Выбрать главу

Можно, например, считать, что особенности ситуации в нашем искусстве — это следствие определенной ситуации в России. Но, на мой взгляд, главное все же в том аффектированном состоянии, формирующем современное сообщество художников, в том, что произведение искусства сегодня отсутствует. (Просто ситуация в России менее стратифицирована, чем на Западе, и потому кажется иной.) Мы продолжаем употреблять слово «искусство», а смысл, к которому оно отсылало столетиями, не просто изменен, но лишен привычного материального носителя. Есть артефакты, но произведения нет, или точнее оно — не есть. Оно перестало обладать онтологическим статусом.

То, что искусство присутствует только номинально, в виде бессмысленных произведений, это и есть достаточное аффективное основание для существования сообщества, коммуницирующего в отсутствии объекта искусства.

Периодически возникают разговоры о «возвращении произведения». И это вполне естественно, что художники и теоретики искусства хотят вернуть онтологический статус произведению искусства, но ведь это же и есть эффект порабощенности его миром труда и капитала. Поскольку быть, иметь смысл, иметь значение, иметь ценность — все это сегодня маркетинговая стратегия. Потому что онтологический статус искусства возвращается всякий раз, когда искусство продается. Но причем здесь художник? Искусство должно чем — то отличаться от товара. Это вполне соответствует кантианской формуле, и я полагаю, что аргументы Канта нисколько не устарели. По крайней мере, следуя его рассуждениям в «Критике способности суждения», мы вовсе не обязаны мыслить искусство онтологически.

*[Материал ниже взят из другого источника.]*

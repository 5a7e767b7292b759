use thiserror::Error;

/// Errors raised while deriving ranging statistics.
#[derive(Error, Debug, Clone, PartialEq)]
pub enum StatsError {
    #[error("Invalid input: {0}")]
    InvalidInput(String),

    #[error("Division by zero: {0}")]
    DivisionByZero(&'static str),

    #[error("Insufficient samples: {required} required, got {actual}")]
    InsufficientSamples { required: usize, actual: usize },

    #[error("Non-positive {counter} counter: {value}")]
    NonPositiveCounter { counter: &'static str, value: f64 },

    #[error("Stats table construction failed at {distance}m ({}): {source}", describe_trial(.trial))]
    AtDistance {
        distance: u32,
        trial: Option<u32>,
        #[source]
        source: Box<StatsError>,
    },
}

impl StatsError {
    /// Wrap a per-distance failure with the distance and trial it came from.
    pub fn at_distance(distance: u32, trial: Option<u32>, source: StatsError) -> Self {
        StatsError::AtDistance {
            distance,
            trial,
            source: Box::new(source),
        }
    }

    /// The innermost reason, unwrapping any distance context.
    pub fn reason(&self) -> &StatsError {
        match self {
            StatsError::AtDistance { source, .. } => source.reason(),
            other => other,
        }
    }
}

fn describe_trial(trial: &Option<u32>) -> String {
    match trial {
        Some(index) => format!("trial {}", index),
        None => "single run".to_string(),
    }
}
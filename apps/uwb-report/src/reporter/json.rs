//! JSON reporter for analysis results

use crate::runner::AnalysisResults;
use anyhow::Result;

/// JSON format reporter
pub struct JsonReporter;

impl JsonReporter {
    /// Format analysis results as JSON
    ///
    /// # Arguments
    ///
    /// * `results` - The analysis results to format
    /// * `pretty` - Whether to pretty-print the JSON
    pub fn format(results: &AnalysisResults, pretty: bool) -> Result<String> {
        let mut output = if pretty {
            serde_json::to_string_pretty(results)?
        } else {
            serde_json::to_string(results)?
        };
        output.push('\n');
        Ok(output)
    }
}
//! Distance-sweep reports for UWB ranging nodes
//!
//! Ties the importer and the statistics engine together: load each node's
//! trial files, build its per-distance table and render the result.
//!
//! # Example
//!
//! ```no_run
//! use uwb_report::config::Config;
//! use uwb_report::reporter::Reporter;
//! use uwb_report::runner::AnalysisRunner;
//!
//! # fn example() -> anyhow::Result<()> {
//! let config = Config::from_file("uwb-report.toml")?;
//! let results = AnalysisRunner::new(config.clone()).run()?;
//! Reporter::new(config.report.format).report(&results)?;
//! # Ok(())
//! # }
//! ```

pub mod config;
pub mod reporter;
pub mod runner;

pub use config::Config;
pub use reporter::{OutputFormat, Reporter};
pub use runner::{AnalysisResults, AnalysisRunner, NodeReport};
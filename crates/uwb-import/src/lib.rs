//! Experiment file import for ranging trials
//!
//! Reads the JSON files recorded during distance sweeps and turns them into
//! [`uwb_stats::DistanceTrial`] values ready for the statistics engine.
//!
//! Data is laid out one directory per node, one file per distance:
//!
//! ```text
//! data/
//!   Node 100/
//!     10m.json
//!     20m.json
//!     20m_2.json   <- second trial at 20m
//! ```

pub mod error;
pub mod format;
pub mod loader;
pub mod naming;

pub use error::ImportError;
pub use format::ExperimentFile;
pub use loader::{discover_nodes, load_node, load_trial_file, LoadedTrial, PeerSelection};
pub use naming::{node_directory, parse_trial_name};
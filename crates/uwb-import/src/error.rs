use std::path::PathBuf;
use thiserror::Error;
use uwb_stats::StatsError;

#[derive(Error, Debug)]
pub enum ImportError {
    #[error("Failed to read {}: {source}", .path.display())]
    Io {
        path: PathBuf,
        #[source]
        source: std::io::Error,
    },

    #[error("Failed to parse experiment file {}: {source}", .path.display())]
    Json {
        path: PathBuf,
        #[source]
        source: serde_json::Error,
    },

    #[error("Improperly named file: {0}")]
    InvalidFileName(String),

    #[error("Invalid configuration field {field}: {value}")]
    InvalidConfiguration { field: &'static str, value: String },

    #[error("Peer {peer} not present in experiment file")]
    UnknownPeer { peer: String },

    #[error("Peer {peer} has samples but no drop records")]
    MissingDrops { peer: String },

    #[error("Invalid drop stage for peer {peer}: {source}")]
    InvalidStage {
        peer: String,
        #[source]
        source: StatsError,
    },

    #[error("Sample {index} from peer {peer} has a zero RX_PREAMBLE_CNT")]
    ZeroPreambleCount { peer: String, index: usize },

    #[error("Node directory not found: {}", .0.display())]
    MissingNodeDirectory(PathBuf),
}

pub type Result<T> = std::result::Result<T, ImportError>;
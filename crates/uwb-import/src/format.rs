//! Serde schema of the experiment JSON files written by the ranging firmware.
//!
//! ```text
//! {
//!   "configurations": { "ID": "100", "Channel": 5, "DS-TWR": true, "Pulse rate": "Pulse Rate: 1 OK", ... },
//!   "drops":   { "<peer>": { "0": { "count": 0, "events": {...} }, ..., "3": {...} } },
//!   "samples": { "<peer>": [ { "RSSI": -80, "RANGE": 10.1, "UWB_DIAGNOSTICS": {...}, "EVENTS": {...} } ] }
//! }
//! ```

use lazy_static::lazy_static;
use regex::Regex;
use serde::Deserialize;
use std::collections::BTreeMap;

use uwb_stats::{DiagnosticSample, PulseRateClass, RadioConfiguration, TwrMode};

use crate::error::{ImportError, Result};

lazy_static! {
    /// First digit run of the pulse-rate description ("Pulse Rate: 1 OK")
    static ref PULSE_RATE_CLASS: Regex = Regex::new(r"\d+").unwrap();
}

/// A number the firmware sometimes writes as a string.
#[derive(Debug, Clone, Deserialize)]
#[serde(untagged)]
pub enum NumberOrText {
    Number(u64),
    Text(String),
}

impl NumberOrText {
    fn parse_u32(&self, field: &'static str) -> Result<u32> {
        let invalid = || ImportError::InvalidConfiguration {
            field,
            value: self.to_string(),
        };
        match self {
            NumberOrText::Number(n) => u32::try_from(*n).map_err(|_| invalid()),
            NumberOrText::Text(s) => s.trim().parse().map_err(|_| invalid()),
        }
    }
}

impl std::fmt::Display for NumberOrText {
    fn fmt(&self, f: &mut std::fmt::Formatter<'_>) -> std::fmt::Result {
        match self {
            NumberOrText::Number(n) => write!(f, "{}", n),
            NumberOrText::Text(s) => f.write_str(s),
        }
    }
}

#[derive(Debug, Clone, Deserialize)]
pub struct RawConfigurations {
    #[serde(rename = "ID")]
    pub id: NumberOrText,
    #[serde(rename = "Channel")]
    pub channel: NumberOrText,
    #[serde(rename = "DS-TWR")]
    pub ds_twr: bool,
    #[serde(rename = "SFD", default)]
    pub sfd: bool,
    #[serde(rename = "External Amps", default)]
    pub external_amps: String,
    #[serde(rename = "Data rate", default)]
    pub data_rate: String,
    #[serde(rename = "Pulse rate")]
    pub pulse_rate: String,
    #[serde(rename = "PHR", default)]
    pub phr: bool,
    #[serde(rename = "Preamble", default)]
    pub preamble: String,
    #[serde(rename = "PAC", default)]
    pub pac: String,
    #[serde(rename = "TX Power", default)]
    pub tx_power: String,
}

impl RawConfigurations {
    pub fn to_configuration(&self) -> Result<RadioConfiguration> {
        Ok(RadioConfiguration {
            node_id: self.id.parse_u32("ID")?,
            channel: self.channel.parse_u32("Channel")?,
            twr_mode: TwrMode::from_double_sided(self.ds_twr),
            pulse_rate: pulse_rate_class(&self.pulse_rate),
            proprietary_sfd: self.sfd,
            proprietary_phr: self.phr,
            external_amps: self.external_amps.clone(),
            data_rate: self.data_rate.clone(),
            preamble: self.preamble.clone(),
            pac: self.pac.clone(),
            tx_power: self.tx_power.clone(),
        })
    }
}

/// Extract the pulse-rate class from its textual description.
pub fn pulse_rate_class(description: &str) -> PulseRateClass {
    match PULSE_RATE_CLASS.find(description) {
        Some(m) => PulseRateClass::from_class(m.as_str()),
        None => PulseRateClass::from_class(description),
    }
}

#[derive(Debug, Clone, Deserialize)]
pub struct RawStageDrops {
    pub count: u64,
    #[serde(default)]
    pub events: Option<BTreeMap<String, u64>>,
}

#[derive(Debug, Clone, Copy, Deserialize)]
pub struct RawDiagnostics {
    #[serde(rename = "MAX_GROWTH_CIR")]
    pub max_growth_cir: u32,
    #[serde(rename = "RX_PREAMBLE_CNT")]
    pub rx_preamble_cnt: u32,
    #[serde(rename = "FIRST_PATH_AMP1")]
    pub first_path_amp1: u32,
    #[serde(rename = "FIRST_PATH_AMP2")]
    pub first_path_amp2: u32,
    #[serde(rename = "FIRST_PATH_AMP3")]
    pub first_path_amp3: u32,
}

#[derive(Debug, Clone, Deserialize)]
pub struct RawSample {
    #[serde(rename = "RSSI")]
    pub rssi: i32,
    #[serde(rename = "RANGE")]
    pub range: f64,
    #[serde(rename = "UWB_DIAGNOSTICS")]
    pub diagnostics: RawDiagnostics,
    #[serde(rename = "EVENTS", default)]
    pub events: Option<BTreeMap<String, u64>>,
}

impl RawSample {
    pub fn to_sample(&self) -> DiagnosticSample {
        DiagnosticSample {
            rssi: self.rssi,
            range: self.range,
            max_growth_cir: self.diagnostics.max_growth_cir,
            rx_preamble_cnt: self.diagnostics.rx_preamble_cnt,
            first_path_amp1: self.diagnostics.first_path_amp1,
            first_path_amp2: self.diagnostics.first_path_amp2,
            first_path_amp3: self.diagnostics.first_path_amp3,
        }
    }
}

/// Top-level experiment file.
#[derive(Debug, Clone, Deserialize)]
pub struct ExperimentFile {
    pub configurations: RawConfigurations,
    /// Peer id -> stage index -> drops
    #[serde(default)]
    pub drops: BTreeMap<String, BTreeMap<String, RawStageDrops>>,
    /// Peer id -> samples in capture order
    #[serde(default)]
    pub samples: BTreeMap<String, Vec<RawSample>>,
}
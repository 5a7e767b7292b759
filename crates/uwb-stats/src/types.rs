//! Data model for ranging trials.
//!
//! These types are produced by the experiment loader and consumed read-only by
//! the statistics engine.

use serde::{Deserialize, Serialize};
use std::collections::BTreeMap;
use std::fmt;

use crate::error::StatsError;

/// Pulse-rate class reported by a node.
///
/// Only class `"1"` changes the power-formula constant; every other class
/// shares the default constant.
#[derive(Debug, Clone, PartialEq, Eq, Serialize, Deserialize)]
pub enum PulseRateClass {
    /// Pulse-rate class "1"
    Class1,
    /// Any other reported class, kept verbatim
    Other(String),
}

impl PulseRateClass {
    /// Build a class from its textual identifier (e.g. `"1"`).
    pub fn from_class(class: &str) -> Self {
        match class.trim() {
            "1" => PulseRateClass::Class1,
            other => PulseRateClass::Other(other.to_string()),
        }
    }

    /// Textual class identifier.
    pub fn as_str(&self) -> &str {
        match self {
            PulseRateClass::Class1 => "1",
            PulseRateClass::Other(class) => class,
        }
    }

    /// Constant `A` subtracted by the power formulas, in dB.
    pub fn formula_constant(&self) -> f64 {
        match self {
            PulseRateClass::Class1 => 121.74,
            PulseRateClass::Other(_) => 113.77,
        }
    }
}

/// Two-way ranging protocol variant.
#[derive(Debug, Clone, Copy, PartialEq, Eq, Serialize, Deserialize)]
#[serde(rename_all = "snake_case")]
pub enum TwrMode {
    /// Double-sided: response and report are both received per exchange
    DoubleSided,
    /// Single-sided: one reception per exchange
    SingleSided,
}

impl TwrMode {
    pub fn from_double_sided(double_sided: bool) -> Self {
        if double_sided {
            TwrMode::DoubleSided
        } else {
            TwrMode::SingleSided
        }
    }

    pub fn is_double_sided(&self) -> bool {
        matches!(self, TwrMode::DoubleSided)
    }

    /// Radio receptions performed by one completed exchange.
    pub fn receptions_per_exchange(&self) -> u64 {
        match self {
            TwrMode::DoubleSided => 2,
            TwrMode::SingleSided => 1,
        }
    }
}

impl fmt::Display for TwrMode {
    fn fmt(&self, f: &mut fmt::Formatter<'_>) -> fmt::Result {
        match self {
            TwrMode::DoubleSided => write!(f, "Double sided"),
            TwrMode::SingleSided => write!(f, "Single sided"),
        }
    }
}

/// Per-node radio settings, fixed for the lifetime of a trial.
#[derive(Debug, Clone, PartialEq, Serialize, Deserialize)]
pub struct RadioConfiguration {
    pub node_id: u32,
    pub channel: u32,
    pub twr_mode: TwrMode,
    pub pulse_rate: PulseRateClass,
    /// Proprietary start-of-frame delimiter
    #[serde(default)]
    pub proprietary_sfd: bool,
    /// Proprietary PHY header
    #[serde(default)]
    pub proprietary_phr: bool,
    #[serde(default)]
    pub external_amps: String,
    #[serde(default)]
    pub data_rate: String,
    #[serde(default)]
    pub preamble: String,
    #[serde(default)]
    pub pac: String,
    #[serde(default)]
    pub tx_power: String,
}

impl RadioConfiguration {
    /// Minimal configuration with empty textual fields.
    pub fn new(node_id: u32, channel: u32, twr_mode: TwrMode, pulse_rate: PulseRateClass) -> Self {
        Self {
            node_id,
            channel,
            twr_mode,
            pulse_rate,
            proprietary_sfd: false,
            proprietary_phr: false,
            external_amps: String::new(),
            data_rate: String::new(),
            preamble: String::new(),
            pac: String::new(),
            tx_power: String::new(),
        }
    }

    pub fn formula_constant(&self) -> f64 {
        self.pulse_rate.formula_constant()
    }
}

/// Outcome of one successful ranging exchange.
#[derive(Debug, Clone, Copy, PartialEq, Serialize, Deserialize)]
pub struct DiagnosticSample {
    #[serde(rename = "RSSI")]
    pub rssi: i32,
    #[serde(rename = "RANGE")]
    pub range: f64,
    #[serde(rename = "MAX_GROWTH_CIR")]
    pub max_growth_cir: u32,
    #[serde(rename = "RX_PREAMBLE_CNT")]
    pub rx_preamble_cnt: u32,
    #[serde(rename = "FIRST_PATH_AMP1")]
    pub first_path_amp1: u32,
    #[serde(rename = "FIRST_PATH_AMP2")]
    pub first_path_amp2: u32,
    #[serde(rename = "FIRST_PATH_AMP3")]
    pub first_path_amp3: u32,
}

/// Stage of a ranging exchange at which a drop was recorded.
#[derive(Debug, Clone, Copy, PartialEq, Eq, PartialOrd, Ord, Hash, Serialize, Deserialize)]
pub enum DropStage {
    Poll,
    Response,
    Final,
    Report,
}

impl DropStage {
    pub const ALL: [DropStage; 4] = [
        DropStage::Poll,
        DropStage::Response,
        DropStage::Final,
        DropStage::Report,
    ];

    /// Index used by the diagnostic format.
    pub fn index(&self) -> u8 {
        match self {
            DropStage::Poll => 0,
            DropStage::Response => 1,
            DropStage::Final => 2,
            DropStage::Report => 3,
        }
    }
}

impl TryFrom<u8> for DropStage {
    type Error = StatsError;

    fn try_from(index: u8) -> Result<Self, Self::Error> {
        match index {
            0 => Ok(DropStage::Poll),
            1 => Ok(DropStage::Response),
            2 => Ok(DropStage::Final),
            3 => Ok(DropStage::Report),
            other => Err(StatsError::InvalidInput(format!(
                "Unknown drop stage index: {}",
                other
            ))),
        }
    }
}

impl fmt::Display for DropStage {
    fn fmt(&self, f: &mut fmt::Formatter<'_>) -> fmt::Result {
        let name = match self {
            DropStage::Poll => "poll",
            DropStage::Response => "response",
            DropStage::Final => "final",
            DropStage::Report => "report",
        };
        f.write_str(name)
    }
}

/// Drops counted at one exchange stage.
#[derive(Debug, Clone, PartialEq, Serialize, Deserialize)]
pub struct ExchangeDropRecord {
    pub stage: DropStage,
    pub count: u64,
    /// Diagnostic event counters keyed by event name
    #[serde(default)]
    pub events: BTreeMap<String, u64>,
    pub double_sided: bool,
}

impl ExchangeDropRecord {
    pub fn new(stage: DropStage, count: u64, double_sided: bool) -> Self {
        Self {
            stage,
            count,
            events: BTreeMap::new(),
            double_sided,
        }
    }

    pub fn with_events(mut self, events: BTreeMap<String, u64>) -> Self {
        self.events = events;
        self
    }
}

/// All samples and drops captured at one distance in one run.
#[derive(Debug, Clone, PartialEq, Serialize, Deserialize)]
pub struct DistanceTrial {
    /// Distance in meters
    pub distance: u32,
    /// Repetition index, `None` for single-run data
    pub trial: Option<u32>,
    pub configuration: RadioConfiguration,
    pub samples: Vec<DiagnosticSample>,
    pub drops: Vec<ExchangeDropRecord>,
}

impl DistanceTrial {
    pub fn new(
        distance: u32,
        trial: Option<u32>,
        configuration: RadioConfiguration,
        samples: Vec<DiagnosticSample>,
        drops: Vec<ExchangeDropRecord>,
    ) -> Self {
        Self {
            distance,
            trial,
            configuration,
            samples,
            drops,
        }
    }

    /// Number of completed exchanges.
    pub fn sample_count(&self) -> usize {
        self.samples.len()
    }

    pub fn ranges(&self) -> Vec<f64> {
        self.samples.iter().map(|s| s.range).collect()
    }

    pub fn rssi(&self) -> Vec<f64> {
        self.samples.iter().map(|s| s.rssi as f64).collect()
    }

    /// Event counters summed over every drop record, per stage.
    pub fn event_totals(&self) -> BTreeMap<DropStage, BTreeMap<String, u64>> {
        let mut totals: BTreeMap<DropStage, BTreeMap<String, u64>> = BTreeMap::new();
        for record in &self.drops {
            let stage_totals = totals.entry(record.stage).or_default();
            for (event, count) in &record.events {
                *stage_totals.entry(event.clone()).or_insert(0) += count;
            }
        }
        totals
    }

    /// Merge repeated trials taken at the same distance into one pooled trial.
    ///
    /// Samples and drop records are concatenated so downstream statistics see
    /// the pooled population. All trials must share the distance, the
    /// ranging mode and the pulse-rate class, since the class selects the
    /// power-formula constant. The pooled trial keeps the first trial's
    /// configuration and carries no trial index.
    pub fn pool(trials: Vec<DistanceTrial>) -> Result<DistanceTrial, StatsError> {
        let mut iter = trials.into_iter();
        let mut pooled = iter
            .next()
            .ok_or_else(|| StatsError::InvalidInput("No trials to pool".to_string()))?;

        let mut merged = 1usize;
        for trial in iter {
            if trial.distance != pooled.distance {
                return Err(StatsError::InvalidInput(format!(
                    "Cannot pool trials at {}m and {}m",
                    pooled.distance, trial.distance
                )));
            }
            if trial.configuration.twr_mode != pooled.configuration.twr_mode {
                return Err(StatsError::InvalidInput(format!(
                    "Cannot pool {} and {} trials at {}m",
                    pooled.configuration.twr_mode, trial.configuration.twr_mode, trial.distance
                )));
            }
            if trial.configuration.pulse_rate != pooled.configuration.pulse_rate {
                return Err(StatsError::InvalidInput(format!(
                    "Cannot pool pulse rate classes {} and {} at {}m",
                    pooled.configuration.pulse_rate.as_str(),
                    trial.configuration.pulse_rate.as_str(),
                    trial.distance
                )));
            }
            pooled.samples.extend(trial.samples);
            pooled.drops.extend(trial.drops);
            merged += 1;
        }

        if merged > 1 {
            pooled.trial = None;
        }
        Ok(pooled)
    }
}
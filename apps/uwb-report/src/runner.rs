//! Report execution
//!
//! Loads every selected node directory, builds its distance table and
//! collects the outcome into [`AnalysisResults`] for the reporters.

use anyhow::{Context, Result};
use serde::{Deserialize, Serialize};
use tracing::{info, instrument, warn};

use uwb_import::{discover_nodes, load_node};
use uwb_stats::{
    CounterFloor, DerivedMetricsRow, DistanceStatsTable, EvaluationMode, RadioConfiguration,
};

use crate::config::Config;

/// Results of a complete report run
#[derive(Debug, Clone, Serialize, Deserialize)]
pub struct AnalysisResults {
    /// When the run started (RFC 3339)
    pub generated_at: String,
    /// Data directory the nodes were read from
    pub data_dir: String,
    pub config_summary: ConfigSummary,
    /// One entry per node, ascending by node id
    pub nodes: Vec<NodeReport>,
}

impl AnalysisResults {
    /// Total number of distances skipped across all nodes.
    pub fn skipped_count(&self) -> usize {
        self.nodes.iter().map(|n| n.skipped.len()).sum()
    }
}

/// Analysis options that shaped the run
#[derive(Debug, Clone, Serialize, Deserialize)]
pub struct ConfigSummary {
    pub mode: EvaluationMode,
    pub counter_floor: CounterFloor,
    pub parallel: bool,
    /// Peer restriction, `None` when every peer is pooled
    pub peer: Option<String>,
}

/// Report for a single node
#[derive(Debug, Clone, Serialize, Deserialize)]
pub struct NodeReport {
    pub node: u32,
    /// Radio settings of the node's first trial file
    pub configuration: Option<RadioConfiguration>,
    /// Number of trial files read
    pub trial_files: usize,
    /// Rows ascending by distance
    pub rows: Vec<DerivedMetricsRow>,
    pub skipped: Vec<SkippedEntry>,
}

/// A distance left out of a best-effort table
#[derive(Debug, Clone, PartialEq, Serialize, Deserialize)]
pub struct SkippedEntry {
    pub distance: u32,
    pub trial: Option<u32>,
    pub reason: String,
}

/// Drives the load and analysis of every selected node
pub struct AnalysisRunner {
    config: Config,
}

impl AnalysisRunner {
    /// Create a new runner with the given configuration
    pub fn new(config: Config) -> Self {
        Self { config }
    }

    pub fn config(&self) -> &Config {
        &self.config
    }

    /// Process every selected node.
    ///
    /// Nodes come from `input.nodes`, or from the `Node <id>` directories
    /// under `input.data_dir` when that list is empty. The first node that
    /// fails aborts the run.
    #[instrument(skip(self), fields(data_dir = %self.config.input.data_dir.display()))]
    pub fn run(&self) -> Result<AnalysisResults> {
        let generated_at = chrono::Utc::now().to_rfc3339();
        let data_dir = &self.config.input.data_dir;

        let nodes = if self.config.input.nodes.is_empty() {
            discover_nodes(data_dir)
                .with_context(|| format!("Failed to list nodes in {}", data_dir.display()))?
        } else {
            self.config.input.nodes.clone()
        };

        if nodes.is_empty() {
            warn!("No node directories found");
        }
        info!("Processing {} node(s)", nodes.len());

        let reports = nodes
            .into_iter()
            .map(|node| self.analyze_node(node))
            .collect::<Result<Vec<_>>>()?;

        Ok(AnalysisResults {
            generated_at,
            data_dir: data_dir.display().to_string(),
            config_summary: ConfigSummary {
                mode: self.config.analysis.mode,
                counter_floor: self.config.analysis.counter_floor,
                parallel: self.config.analysis.parallel,
                peer: self.config.input.peer.clone(),
            },
            nodes: reports,
        })
    }

    /// Load one node's trial files and build its table.
    #[instrument(skip(self))]
    pub fn analyze_node(&self, node: u32) -> Result<NodeReport> {
        let loaded = load_node(
            &self.config.input.data_dir,
            node,
            &self.config.peer_selection(),
        )
        .with_context(|| format!("Failed to load node {}", node))?;

        let trial_files = loaded.len();
        let configuration = loaded.first().map(|t| t.trial.configuration.clone());
        info!("Loaded {} trial file(s)", trial_files);

        let table = DistanceStatsTable::from_trials(
            loaded.into_iter().map(|t| t.trial),
            &self.config.table_options(),
        )
        .with_context(|| format!("Failed to build stats table for node {}", node))?;

        let skipped: Vec<SkippedEntry> = table
            .skipped()
            .iter()
            .map(|s| SkippedEntry {
                distance: s.distance,
                trial: s.trial,
                reason: s.reason.to_string(),
            })
            .collect();

        for entry in &skipped {
            warn!(distance = entry.distance, "Skipped: {}", entry.reason);
        }

        Ok(NodeReport {
            node,
            configuration,
            trial_files,
            rows: table.rows().to_vec(),
            skipped,
        })
    }
}

#[cfg(test)]
mod tests {
    use super::*;
    use std::fs;
    use std::path::Path;

    fn sample(range: f64, cir: u32) -> String {
        format!(
            r#"{{"RSSI": -81, "RANGE": {range},
                "UWB_DIAGNOSTICS": {{"MAX_GROWTH_CIR": {cir}, "RX_PREAMBLE_CNT": 121,
                    "FIRST_PATH_AMP1": 4000, "FIRST_PATH_AMP2": 3800, "FIRST_PATH_AMP3": 3000}},
                "EVENTS": {{}}}}"#
        )
    }

    fn experiment(samples: &[String]) -> String {
        format!(
            r#"{{
                "configurations": {{
                    "ID": 7, "Channel": 5, "DS-TWR": false, "SFD": false,
                    "External Amps": "None", "Data rate": "6.8 Mbps",
                    "Pulse rate": "Pulse Rate: 2", "PHR": false,
                    "Preamble": "128", "PAC": "8", "TX Power": "TX Power: Max"
                }},
                "drops": {{ "8": {{
                    "0": {{"count": 1}}, "1": {{"count": 0}},
                    "2": {{"count": 0}}, "3": {{"count": 0}}
                }} }},
                "samples": {{ "8": [{}] }}
            }}"#,
            samples.join(",")
        )
    }

    fn node_with(data: &Path, files: &[(&str, String)]) {
        let dir = data.join("Node 7");
        fs::create_dir_all(&dir).unwrap();
        for (name, content) in files {
            fs::write(dir.join(name), content).unwrap();
        }
    }

    fn config_for(data: &Path) -> Config {
        let mut config = Config::default();
        config.input.data_dir = data.to_path_buf();
        config
    }

    #[test]
    fn test_analyze_node() {
        let data = tempfile::tempdir().unwrap();
        node_with(
            data.path(),
            &[
                ("5m.json", experiment(&[sample(5.1, 1500), sample(4.9, 1700)])),
                ("1m.json", experiment(&[sample(1.2, 2000), sample(1.0, 2100)])),
            ],
        );

        let report = AnalysisRunner::new(config_for(data.path()))
            .analyze_node(7)
            .unwrap();

        assert_eq!(report.node, 7);
        assert_eq!(report.trial_files, 2);
        assert_eq!(report.rows.len(), 2);
        assert_eq!(report.rows[0].distance, 1);
        assert_eq!(report.rows[1].distance, 5);
        // single sided: 2 exchanges, 1 dropped poll
        assert_eq!(report.rows[0].total_rx, 3);
        assert!(report.skipped.is_empty());
        assert_eq!(report.configuration.unwrap().node_id, 7);
    }

    #[test]
    fn test_fail_fast_names_distance() {
        let data = tempfile::tempdir().unwrap();
        node_with(
            data.path(),
            &[
                ("5m.json", experiment(&[sample(5.1, 1500), sample(4.9, 1700)])),
                ("3m.json", experiment(&[sample(3.0, 1500)])),
            ],
        );

        let err = AnalysisRunner::new(config_for(data.path()))
            .analyze_node(7)
            .unwrap_err();
        let chain = format!("{:#}", err);
        assert!(chain.contains("node 7"));
        assert!(chain.contains("3m"));
    }

    #[test]
    fn test_best_effort_skips_distance() {
        let data = tempfile::tempdir().unwrap();
        node_with(
            data.path(),
            &[
                ("5m.json", experiment(&[sample(5.1, 1500), sample(4.9, 1700)])),
                ("3m.json", experiment(&[sample(3.0, 1500)])),
            ],
        );

        let mut config = config_for(data.path());
        config.analysis.mode = EvaluationMode::BestEffort;
        let report = AnalysisRunner::new(config).analyze_node(7).unwrap();

        assert_eq!(report.rows.len(), 1);
        assert_eq!(report.skipped.len(), 1);
        assert_eq!(report.skipped[0].distance, 3);
    }

    #[test]
    fn test_run_discovers_nodes() {
        let data = tempfile::tempdir().unwrap();
        node_with(
            data.path(),
            &[("2m.json", experiment(&[sample(2.1, 1500), sample(1.9, 1600)]))],
        );

        let results = AnalysisRunner::new(config_for(data.path())).run().unwrap();
        assert_eq!(results.nodes.len(), 1);
        assert_eq!(results.nodes[0].node, 7);
        assert_eq!(results.skipped_count(), 0);
        assert_eq!(results.config_summary.peer, None);
    }

    #[test]
    fn test_run_missing_node() {
        let data = tempfile::tempdir().unwrap();
        let mut config = config_for(data.path());
        config.input.nodes = vec![99];

        let err = AnalysisRunner::new(config).run().unwrap_err();
        assert!(format!("{:#}", err).contains("node 99"));
    }
}
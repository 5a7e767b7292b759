//! Statistical analysis of ranging samples
//!
//! This module provides the descriptive statistics applied to every numeric
//! column of a distance trial.
//!
//! # Examples
//!
//! ```
//! use uwb_stats::stats::{mean, Summary};
//!
//! let ranges = vec![9.8, 10.1, 10.3];
//! let summary = Summary::from_samples(&ranges).unwrap();
//! assert!((summary.mean - mean(&ranges).unwrap()).abs() < 1e-12);
//! println!("Median: {}, stddev: {}", summary.median, summary.std_dev);
//! ```

pub mod descriptive;

pub use descriptive::{mean, median, percentile, std_dev, variance, Summary};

Вернуть онтологический статус произведению не так просто. Ведь это значит, что надо наделить сверхценностью то, что «всего лишь» продается. Искусство, единожды поставленное под сомнение (а кризис авторства и утрата произведения — это и есть выражение сомнения), не может так легко вернуться в качестве онтологической структуры. Проблема и философии и искусства в XX веке в том, что онтология постоянно нас обманывает. А с другой стороны, возникают такие вещи, как кино, телевидение, интернет, сегодняшние массовые коммуникации, которые меняют само наше представление о подлинности, о том, что есть, и, как следствие, саму нашу субъективность, оказываясь по своей коммуникативной природе гораздо ближе к современному искусству, чем многие так называемые произведения. Можно утверждать, что если художник сегодня не смотрит телевизор, то у него немного шансов быть в сообществе, быть современным художником. Сколь бы талантлив он ни был. Дело в том, что кино и телевидение — мощные поставщики коммуникативных образов, для восприятия которых требуется не субъективность или талант автора, а способность к десубъективации. Не сублимация в творческом акте, а способность к десублимации, то есть способность вернуть аффект через самые общие, клишированные образы массовой культуры — выходит на первый план. Или, как уже было сказано, открытость аффекту, приходящему извне, из пространства Другого.